Some boundaries are fuzzy, but you’ve learned to live with them. Fuzzy boundaries like your relationships or beliefs might be frustrating, but they are generally recognizable. Sharp boundaries like the walls of your house are easy to identify. You recognize differences in place by knowing boundaries. You can fly across a country like the United States, look out the window, and watch the landscape change from east to west or west to east on either side of the Mississippi River. The climate boundary is a bit fuzzy, but you see more green on the eastern side of the river than on the western side, where semiarid landscapes replace humid ones. Again, a bit fuzzy, but nevertheless a recognizable boundary: A boundary separates places.
You have always been a geographer because you have learned how to distinguish one place from another, mostly by experience. Your crib, your room, your house, your neighborhood, your city, your country. You’ve lived an expanding geography, expanding, that is, in a finite universe. And along the timeline and geography of your life, you have identified many boundaries. Some you cross; some, you don’t.
As a finite being, you have become an expert in personal geography. Knowing place, defining its limits, these are part of your character. You know that everything you are and do will be in a place that is more or less defined by a boundary or several associated boundaries. That is, everything except die.

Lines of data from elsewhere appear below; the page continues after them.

// Copyright 2025 Promptshift Contributors
//
// This program is free software: you can redistribute it and/or modify
// it under the terms of the GNU Affero General Public License as published by
// the Free Software Foundation, either version 3 of the License, or
// (at your option) any later version.
//
// This program is distributed in the hope that it will be useful,
// but WITHOUT ANY WARRANTY; without even the implied warranty of
// MERCHANTABILITY or FITNESS FOR A PARTICULAR PURPOSE. See the
// GNU Affero General Public License for more details.
//
// You should have received a copy of the GNU Affero General Public License
// along with this program. If not, see <https://www.gnu.org/licenses/>.

//! # Promptshift Adapter
//!
//! Re-expresses a structured prompt's natural-language content in a
//! target language while preserving its field contract, so the adapted
//! prompt stays interchangeable with the original.
//!
//! Adaptations are cached by `(prompt name, language)`; a warm cache
//! entry is served without any generator call. Instructions and the few-
//! shot example values are translated, not just the instruction: worked
//! examples anchor the target model's output format far more reliably
//! when the target language's script differs from the source.
//!
//! ## Example
//!
//! ```rust,ignore
//! use promptshift_adapter::{FileCache, OpenAiGenerator, PromptAdapter};
//! use promptshift_core::LanguageTag;
//!
//! #[tokio::main]
//! async fn main() {
//!     let generator = OpenAiGenerator::new(
//!         std::env::var("OPENAI_API_KEY").unwrap(),
//!         "gpt-4o-mini".to_string(),
//!     );
//!     let cache = FileCache::new(FileCache::default_dir().unwrap());
//!     let adapter = PromptAdapter::new();
//!
//!     let prompt = load_prompt(); // hand-authored StructuredPrompt
//!     let hindi = LanguageTag::new("hindi").unwrap();
//!     let adapted = adapter.adapt(&prompt, &hindi, &generator, &cache).await.unwrap();
//!     println!("{}", adapted.render());
//! }
//! ```

use std::fmt;
use thiserror::Error;

pub mod adapter;
pub mod cache;
pub mod generator;
pub mod scripted;
pub mod translator;

pub use adapter::PromptAdapter;
pub use cache::{CacheError, CacheStats, CacheStore, FileCache, MemoryCache};
pub use generator::{AnthropicGenerator, GenerationError, OpenAiGenerator, TextGenerator};
pub use promptshift_core::InvariantViolation;
pub use scripted::ScriptedGenerator;

/// Where inside an adaptation a translation call failed.
#[derive(Debug, Clone, PartialEq, Eq)]
pub enum AdaptPhase {
    /// Translating the top-level instruction.
    Instruction,
    /// Translating one field of one example.
    ExampleField { example: usize, field: String },
}

impl fmt::Display for AdaptPhase {
    fn fmt(&self, f: &mut fmt::Formatter<'_>) -> fmt::Result {
        match self {
            Self::Instruction => f.write_str("instruction"),
            Self::ExampleField { example, field } => {
                write!(f, "example {example} field {field:?}")
            }
        }
    }
}

/// Errors from [`PromptAdapter::adapt`].
///
/// There is no silent fallback: a requested adaptation either returns a
/// validated prompt in the target language or one of these. Returning
/// the untranslated original would poison downstream consumers that
/// trust the returned prompt's language.
#[derive(Debug, Error)]
pub enum AdaptError {
    /// The text generation capability did not return usable output.
    #[error("translation failed at {phase}: {source}")]
    Generation {
        phase: AdaptPhase,
        #[source]
        source: GenerationError,
    },

    /// Translation succeeded but the result violates a prompt
    /// invariant. Never cached.
    #[error("adapted prompt is invalid: {0}")]
    Invalid(#[from] InvariantViolation),

    /// The cache store could not be read or written.
    #[error("cache unavailable: {0}")]
    Cache(#[from] CacheError),
}

/// What to do when the cache store errors.
#[derive(Debug, Clone, Copy, PartialEq, Eq, Default)]
pub enum CacheFailurePolicy {
    /// Surface the cache error and abort the adaptation.
    #[default]
    Fail,
    /// Keep going in translate-only mode: serve nothing from the cache
    /// and persist nothing to it. Must be opted into explicitly.
    Degrade,
}

/// Configuration for one adapter instance. Travels by value; there is
/// no process-wide default backend to patch.
#[derive(Debug, Clone)]
pub struct AdapterConfig {
    /// Bound on concurrent in-flight translation calls.
    pub max_concurrent: usize,

    /// Behavior when the cache store fails.
    pub on_cache_failure: CacheFailurePolicy,
}

impl Default for AdapterConfig {
    fn default() -> Self {
        Self {
            max_concurrent: 8,
            on_cache_failure: CacheFailurePolicy::Fail,
        }
    }
}
//! Mailbox folder selection
//!
//! The checker counts unseen messages in one folder per account. That
//! is the inbox unless the account configuration names another one.

use serde::{Deserialize, Serialize};
use std::fmt;

/// The IMAP folder an account's unread count is taken from.
///
/// # Examples
///
/// ```
/// use mail_unread_checker::Folder;
///
/// assert_eq!(Folder::default(), Folder::Inbox);
/// assert_eq!(Folder::from("inbox").as_str(), "INBOX");
/// assert_eq!(Folder::from("Lists/rust").as_str(), "Lists/rust");
/// ```
#[derive(Debug, Clone, Default, PartialEq, Eq, Hash, Serialize, Deserialize)]
#[serde(from = "String", into = "String")]
pub enum Folder {
    /// The INBOX folder. RFC 3501 treats its name case-insensitively.
    #[default]
    Inbox,
    /// Any other mailbox, named exactly as the server lists it.
    Custom(String),
}

impl Folder {
    #[must_use]
    pub fn custom(name: impl Into<String>) -> Self {
        Self::from(name.into())
    }

    /// The folder name as sent in a SELECT command.
    #[must_use]
    pub fn as_str(&self) -> &str {
        match self {
            Self::Inbox => "INBOX",
            Self::Custom(name) => name,
        }
    }
}

impl fmt::Display for Folder {
    fn fmt(&self, f: &mut fmt::Formatter<'_>) -> fmt::Result {
        f.write_str(self.as_str())
    }
}

impl From<&str> for Folder {
    fn from(s: &str) -> Self {
        if s.eq_ignore_ascii_case("inbox") {
            Self::Inbox
        } else {
            Self::Custom(s.to_string())
        }
    }
}

impl From<String> for Folder {
    fn from(s: String) -> Self {
        if s.eq_ignore_ascii_case("inbox") {
            Self::Inbox
        } else {
            Self::Custom(s)
        }
    }
}

impl From<Folder> for String {
    fn from(folder: Folder) -> Self {
        match folder {
            Folder::Inbox => "INBOX".to_string(),
            Folder::Custom(name) => name,
        }
    }
}
//! NOOP command handler.
//!
//! RFC 3501 Section 6.1.2. Clients use it for keepalive.

use crate::fake_imap::io::write_line;
use tokio::io::{AsyncRead, AsyncWrite, BufReader};

pub async fn handle_noop<S: AsyncRead + AsyncWrite + Unpin>(tag: &str, stream: &mut BufReader<S>) {
    let resp = format!("{tag} OK NOOP completed\r\n");
    let _ = write_line(stream, &resp).await;
}
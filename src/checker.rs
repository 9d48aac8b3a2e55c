//! Per-account connection lifecycle
//!
//! An [`AccountChecker`] owns at most one authenticated session and
//! answers a single question over it: how many unseen messages the
//! account's folder holds.
//!
//! ```text
//!   Disconnected --connect ok--> Connected
//!   Connected --disconnect (any outcome)--> Disconnected
//!   Connected --select/search failure--> Disconnected
//! ```
//!
//! A failed `connect` leaves the checker `Disconnected`. A successful
//! unread query leaves the session open for the next check.

use crate::config::AccountConfig;
use crate::error::{Error, Result};
use crate::folder::Folder;
use crate::protocol::{ImapProtocol, MailProtocol};
use async_trait::async_trait;
use std::time::Duration;
use tokio::time::timeout;
use tracing::{debug, info, warn};

/// Whether a checker currently holds an authenticated session.
#[derive(Debug, Clone, Copy, PartialEq, Eq)]
pub enum ConnectionState {
    Disconnected,
    Connected,
}

/// One mailbox account's connection lifecycle and unread query.
#[async_trait]
pub trait AccountChecker: Send {
    /// The identity results for this account are reported under.
    fn identity(&self) -> &str;

    fn state(&self) -> ConnectionState;

    /// Establish and authenticate a session. A no-op when already
    /// connected.
    ///
    /// # Errors
    ///
    /// Returns [`Error::Connection`] if the server is unreachable, the
    /// login is rejected or the attempt times out. The checker stays
    /// disconnected.
    async fn connect(&mut self) -> Result<()>;

    /// Number of unseen messages, connecting first if needed.
    ///
    /// # Errors
    ///
    /// Returns [`Error::Connection`] if connecting fails and
    /// [`Error::Query`] if folder selection or the search fails.
    async fn get_unread_count(&mut self) -> Result<usize>;

    /// Log out and release the session. A no-op when disconnected.
    ///
    /// # Errors
    ///
    /// Returns [`Error::Logout`] if the logout exchange fails. The
    /// session is released before this returns, whatever the outcome.
    async fn disconnect(&mut self) -> Result<()>;
}

/// An [`AccountChecker`] over any [`MailProtocol`].
pub struct MailboxChecker<P: MailProtocol> {
    config: AccountConfig,
    protocol: P,
    session: Option<P::Session>,
}

/// Checker for a real IMAP account.
pub type ImapChecker = MailboxChecker<ImapProtocol>;

impl ImapChecker {
    #[must_use]
    pub const fn from_config(config: AccountConfig) -> Self {
        Self::new(config, ImapProtocol)
    }
}

impl<P: MailProtocol> MailboxChecker<P> {
    #[must_use]
    pub const fn new(config: AccountConfig, protocol: P) -> Self {
        Self {
            config,
            protocol,
            session: None,
        }
    }

    #[must_use]
    pub const fn config(&self) -> &AccountConfig {
        &self.config
    }
}

impl<P: MailProtocol> std::fmt::Debug for MailboxChecker<P> {
    fn fmt(&self, f: &mut std::fmt::Formatter<'_>) -> std::fmt::Result {
        f.debug_struct("MailboxChecker")
            .field("account", &self.config.username)
            .field("host", &self.config.host)
            .field("connected", &self.session.is_some())
            .finish_non_exhaustive()
    }
}

async fn count_unseen<P: MailProtocol>(
    protocol: &P,
    session: &mut P::Session,
    folder: &Folder,
    limit: Duration,
) -> Result<usize> {
    timeout(limit, protocol.select_folder(session, folder))
        .await
        .map_err(|_| Error::Query(format!("Timed out selecting {folder}")))??;

    let unseen = timeout(limit, protocol.search_unseen(session))
        .await
        .map_err(|_| Error::Query("Timed out searching for unseen messages".into()))??;

    Ok(unseen.len())
}

#[async_trait]
impl<P: MailProtocol> AccountChecker for MailboxChecker<P> {
    fn identity(&self) -> &str {
        self.config.identity()
    }

    fn state(&self) -> ConnectionState {
        if self.session.is_some() {
            ConnectionState::Connected
        } else {
            ConnectionState::Disconnected
        }
    }

    async fn connect(&mut self) -> Result<()> {
        if self.session.is_some() {
            debug!("{} already connected", self.config.identity());
            return Ok(());
        }

        let session = timeout(self.config.timeout(), self.protocol.connect(&self.config))
            .await
            .map_err(|_| {
                Error::Connection(format!(
                    "Timed out connecting to {}:{}",
                    self.config.host, self.config.port
                ))
            })??;

        self.session = Some(session);
        Ok(())
    }

    async fn get_unread_count(&mut self) -> Result<usize> {
        self.connect().await?;

        let Some(session) = self.session.as_mut() else {
            return Err(Error::Connection("No session after connect".into()));
        };

        match count_unseen(
            &self.protocol,
            session,
            &self.config.folder,
            self.config.timeout(),
        )
        .await
        {
            Ok(count) => {
                info!("{}: {} unread in {}", self.config.identity(), count, self.config.folder);
                Ok(count)
            }
            Err(e) => {
                // The session may be expired or mid-command; start fresh next time.
                warn!("{}: dropping session after query failure: {}", self.config.identity(), e);
                self.session = None;
                Err(e)
            }
        }
    }

    async fn disconnect(&mut self) -> Result<()> {
        let Some(session) = self.session.take() else {
            return Ok(());
        };

        match timeout(self.config.timeout(), self.protocol.logout(session)).await {
            Ok(Ok(())) => {
                debug!("{} logged out", self.config.identity());
                Ok(())
            }
            Ok(Err(e)) => {
                warn!("{}: {}", self.config.identity(), e);
                Err(e)
            }
            Err(_) => {
                warn!("{}: logout timed out", self.config.identity());
                Err(Error::Logout("Timed out logging out".into()))
            }
        }
    }
}
//! CAPABILITY command handler.
//!
//! After the TLS upgrade STARTTLS is no longer offered (RFC 3501
//! Section 6.2.1), so only the base capability is advertised.

use crate::fake_imap::io::write_line;
use tokio::io::{AsyncRead, AsyncWrite, BufReader};

pub async fn handle_capability<S: AsyncRead + AsyncWrite + Unpin>(
    tag: &str,
    stream: &mut BufReader<S>,
) {
    let _ = write_line(stream, "* CAPABILITY IMAP4rev1 AUTH=PLAIN\r\n").await;
    let resp = format!("{tag} OK CAPABILITY completed\r\n");
    let _ = write_line(stream, &resp).await;
}

#[cfg(test)]
mod tests {
    use super::*;
    use crate::fake_imap::io::read_all;

    #[tokio::test]
    async fn advertises_imap4rev1_without_starttls() {
        let (client, server) = tokio::io::duplex(1024);
        let mut stream = BufReader::new(server);
        handle_capability("A1", &mut stream).await;
        drop(stream);

        let output = read_all(client).await;
        assert!(output.contains("* CAPABILITY IMAP4rev1"));
        assert!(!output.contains("STARTTLS"));
        assert!(output.ends_with("A1 OK CAPABILITY completed\r\n"));
    }
}
//! Mail-retrieval capability
//!
//! [`MailProtocol`] is the seam between an account checker and the wire
//! protocol. The checker only needs four steps: open an authenticated
//! session, select a folder, search for unseen messages and log out.
//! [`ImapProtocol`] implements them over `async-imap`.

use crate::config::AccountConfig;
use crate::connection::{self, ImapSession};
use crate::error::Result;
use crate::folder::Folder;
use async_trait::async_trait;

/// The protocol operations an account checker is built on.
#[async_trait]
pub trait MailProtocol: Send + Sync {
    /// An authenticated session. Only ever produced by a successful
    /// [`MailProtocol::connect`].
    type Session: Send;

    /// Establish and authenticate a session.
    ///
    /// # Errors
    ///
    /// Returns [`crate::Error::Connection`] if the transport cannot be
    /// established or the login is rejected.
    async fn connect(&self, config: &AccountConfig) -> Result<Self::Session>;

    /// Select `folder` for the following search.
    ///
    /// # Errors
    ///
    /// Returns [`crate::Error::Query`] if the server refuses the folder.
    async fn select_folder(&self, session: &mut Self::Session, folder: &Folder) -> Result<()>;

    /// Identifiers of the unseen messages in the selected folder.
    ///
    /// # Errors
    ///
    /// Returns [`crate::Error::Query`] if the search fails.
    async fn search_unseen(&self, session: &mut Self::Session) -> Result<Vec<u32>>;

    /// End the session.
    ///
    /// # Errors
    ///
    /// Returns [`crate::Error::Logout`] if the exchange fails. The
    /// session is consumed either way.
    async fn logout(&self, session: Self::Session) -> Result<()>;
}

/// IMAP over TLS, using implicit TLS or STARTTLS as configured.
#[derive(Debug, Clone, Copy, Default)]
pub struct ImapProtocol;

#[async_trait]
impl MailProtocol for ImapProtocol {
    type Session = ImapSession;

    async fn connect(&self, config: &AccountConfig) -> Result<ImapSession> {
        connection::connect(config).await
    }

    async fn select_folder(&self, session: &mut ImapSession, folder: &Folder) -> Result<()> {
        connection::select(session, folder).await
    }

    async fn search_unseen(&self, session: &mut ImapSession) -> Result<Vec<u32>> {
        connection::search_unseen(session).await
    }

    async fn logout(&self, session: ImapSession) -> Result<()> {
        connection::logout(session).await
    }
}
//! Multi-account unread checks
//!
//! [`AccountCheckOrchestrator`] runs every registered checker and turns
//! each account's outcome, success or failure, into one [`CheckResult`].
//! Errors stop at the per-account boundary: a failing or panicking
//! checker never aborts the batch.

use crate::checker::{AccountChecker, ImapChecker};
use crate::config::AccountConfig;
use crate::error::{Error, Result};
use futures::FutureExt;
use futures::future::join_all;
use std::any::Any;
use std::panic::AssertUnwindSafe;
use tracing::{info, warn};

/// Outcome of checking one account.
#[derive(Debug)]
pub struct CheckResult {
    /// Identity of the account the outcome belongs to.
    pub account: String,
    pub outcome: Result<usize>,
}

impl CheckResult {
    #[must_use]
    pub const fn is_ok(&self) -> bool {
        self.outcome.is_ok()
    }

    #[must_use]
    pub fn unread(&self) -> Option<usize> {
        self.outcome.as_ref().ok().copied()
    }

    #[must_use]
    pub fn error(&self) -> Option<&Error> {
        self.outcome.as_ref().err()
    }
}

/// Per-account outcomes of one run, in registration order.
#[derive(Debug, Default)]
pub struct Report {
    results: Vec<CheckResult>,
}

impl Report {
    #[must_use]
    pub fn results(&self) -> &[CheckResult] {
        &self.results
    }

    #[must_use]
    pub fn into_results(self) -> Vec<CheckResult> {
        self.results
    }

    #[must_use]
    pub fn len(&self) -> usize {
        self.results.len()
    }

    #[must_use]
    pub fn is_empty(&self) -> bool {
        self.results.is_empty()
    }

    #[must_use]
    pub fn iter(&self) -> std::slice::Iter<'_, CheckResult> {
        self.results.iter()
    }

    /// Sum of unread counts over the accounts that were checked
    /// successfully.
    #[must_use]
    pub fn total_unread(&self) -> usize {
        self.results.iter().filter_map(CheckResult::unread).sum()
    }

    /// Number of accounts whose check failed.
    #[must_use]
    pub fn failures(&self) -> usize {
        self.results.iter().filter(|r| !r.is_ok()).count()
    }
}

impl IntoIterator for Report {
    type Item = CheckResult;
    type IntoIter = std::vec::IntoIter<CheckResult>;

    fn into_iter(self) -> Self::IntoIter {
        self.results.into_iter()
    }
}

impl<'a> IntoIterator for &'a Report {
    type Item = &'a CheckResult;
    type IntoIter = std::slice::Iter<'a, CheckResult>;

    fn into_iter(self) -> Self::IntoIter {
        self.results.iter()
    }
}

/// Runs unread checks across a registry of account checkers.
///
/// The registry keeps insertion order and does no deduplication.
#[derive(Default)]
pub struct AccountCheckOrchestrator {
    checkers: Vec<Box<dyn AccountChecker>>,
    disconnect_after_check: bool,
}

impl AccountCheckOrchestrator {
    #[must_use]
    pub fn new() -> Self {
        Self::default()
    }

    /// One [`ImapChecker`] per configuration, in the given order.
    #[must_use]
    pub fn from_configs(configs: impl IntoIterator<Item = AccountConfig>) -> Self {
        let mut orchestrator = Self::new();
        for config in configs {
            orchestrator.add_account(ImapChecker::from_config(config));
        }
        orchestrator
    }

    /// Log out of each account right after its check instead of keeping
    /// the session for the next run.
    #[must_use]
    pub const fn disconnect_after_check(mut self, enabled: bool) -> Self {
        self.disconnect_after_check = enabled;
        self
    }

    pub fn add_account(&mut self, checker: impl AccountChecker + 'static) {
        self.add_boxed(Box::new(checker));
    }

    pub fn add_boxed(&mut self, checker: Box<dyn AccountChecker>) {
        self.checkers.push(checker);
    }

    #[must_use]
    pub fn len(&self) -> usize {
        self.checkers.len()
    }

    #[must_use]
    pub fn is_empty(&self) -> bool {
        self.checkers.is_empty()
    }

    #[must_use]
    pub fn identities(&self) -> impl Iterator<Item = &str> {
        self.checkers.iter().map(|c| c.identity())
    }

    /// Check every account, one after another, in registration order.
    ///
    /// Never fails as a whole: every registered checker contributes
    /// exactly one [`CheckResult`].
    pub async fn check_all(&mut self) -> Report {
        let disconnect = self.disconnect_after_check;
        let mut results = Vec::with_capacity(self.checkers.len());
        for checker in &mut self.checkers {
            results.push(check_one(checker.as_mut(), disconnect).await);
        }
        Report { results }
    }

    /// Check every account at once.
    ///
    /// Each checker keeps exclusive ownership of its session; results
    /// still come back in registration order.
    pub async fn check_all_concurrent(&mut self) -> Report {
        let disconnect = self.disconnect_after_check;
        let results = join_all(
            self.checkers
                .iter_mut()
                .map(|checker| check_one(checker.as_mut(), disconnect)),
        )
        .await;
        Report { results }
    }

    /// Disconnect every checker, returning the accounts whose logout
    /// failed.
    pub async fn disconnect_all(&mut self) -> Vec<(String, Error)> {
        let mut failed = Vec::new();
        for checker in &mut self.checkers {
            if let Err(e) = checker.disconnect().await {
                failed.push((checker.identity().to_string(), e));
            }
        }
        failed
    }
}

async fn check_one(checker: &mut dyn AccountChecker, disconnect: bool) -> CheckResult {
    let account = checker.identity().to_string();

    let outcome = AssertUnwindSafe(checker.get_unread_count())
        .catch_unwind()
        .await
        .unwrap_or_else(|payload| Err(Error::Panicked(panic_message(payload.as_ref()))));

    match &outcome {
        Ok(count) => info!("{}: {} unread", account, count),
        Err(e) => warn!("{}: check failed: {}", account, e),
    }

    // One-shot mode releases the session whatever the query did, panics included.
    if disconnect {
        match AssertUnwindSafe(checker.disconnect()).catch_unwind().await {
            Ok(Ok(())) => {}
            Ok(Err(e)) => warn!("{}: {}", account, e),
            Err(payload) => warn!(
                "{}: disconnect panicked: {}",
                account,
                panic_message(payload.as_ref())
            ),
        }
    }

    CheckResult { account, outcome }
}

fn panic_message(payload: &(dyn Any + Send)) -> String {
    payload
        .downcast_ref::<&str>()
        .map(|s| (*s).to_string())
        .or_else(|| payload.downcast_ref::<String>().cloned())
        .unwrap_or_else(|| "unknown panic".to_string())
}
//! Shared I/O helpers for the fake IMAP server.
//!
//! Every write is flushed immediately so the client sees each response
//! line as soon as the handler produces it.

use tokio::io::{AsyncRead, AsyncWrite, AsyncWriteExt, BufReader};

/// Write a string to the stream and flush.
pub async fn write_line<S: AsyncRead + AsyncWrite + Unpin>(
    stream: &mut BufReader<S>,
    line: &str,
) -> std::io::Result<()> {
    stream.get_mut().write_all(line.as_bytes()).await?;
    stream.get_mut().flush().await
}

/// Drain everything a handler wrote to the client half of a duplex
/// pipe. Used by the handler unit tests.
#[cfg(test)]
pub async fn read_all<S: AsyncRead + Unpin>(client: S) -> String {
    let mut buf = Vec::new();
    tokio::io::AsyncReadExt::read_to_end(&mut BufReader::new(client), &mut buf)
        .await
        .unwrap();
    String::from_utf8(buf).unwrap()
}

We are bound to place throughout life. As long as we are alive, we have a chance to explore a new geography. Why, then, do some choose death? There is no knowable geography of infinity because there are no boundaries, not even fuzzy ones. Those who commit suicide make a choice between knowable geography—even fuzzy geography—and the absence of geography. Why would anyone, a geographer from birth, relinquish the very essence of what she or he is?
Want an argument against suicide? Base it on geography. Base it on the geographic nature of every living organism. Base it on the love of knowing, identifying, and dealing with boundaries. That’s the nature of life in general. For conscious life geography is a matter of staying within, crossing, or expanding boundaries.
Have a serious illness? Been hurt in an accident? Lost mobility to encroaching arthritis? Boundaries, all of them, but recognizable and possibly crossable. New geographies to explore. New choices to make about expanding finiteness. It’s better, in my estimation, to find joy in being a living geographer rather than to cross beyond both fuzzy and definite boundaries to go where there is no geography.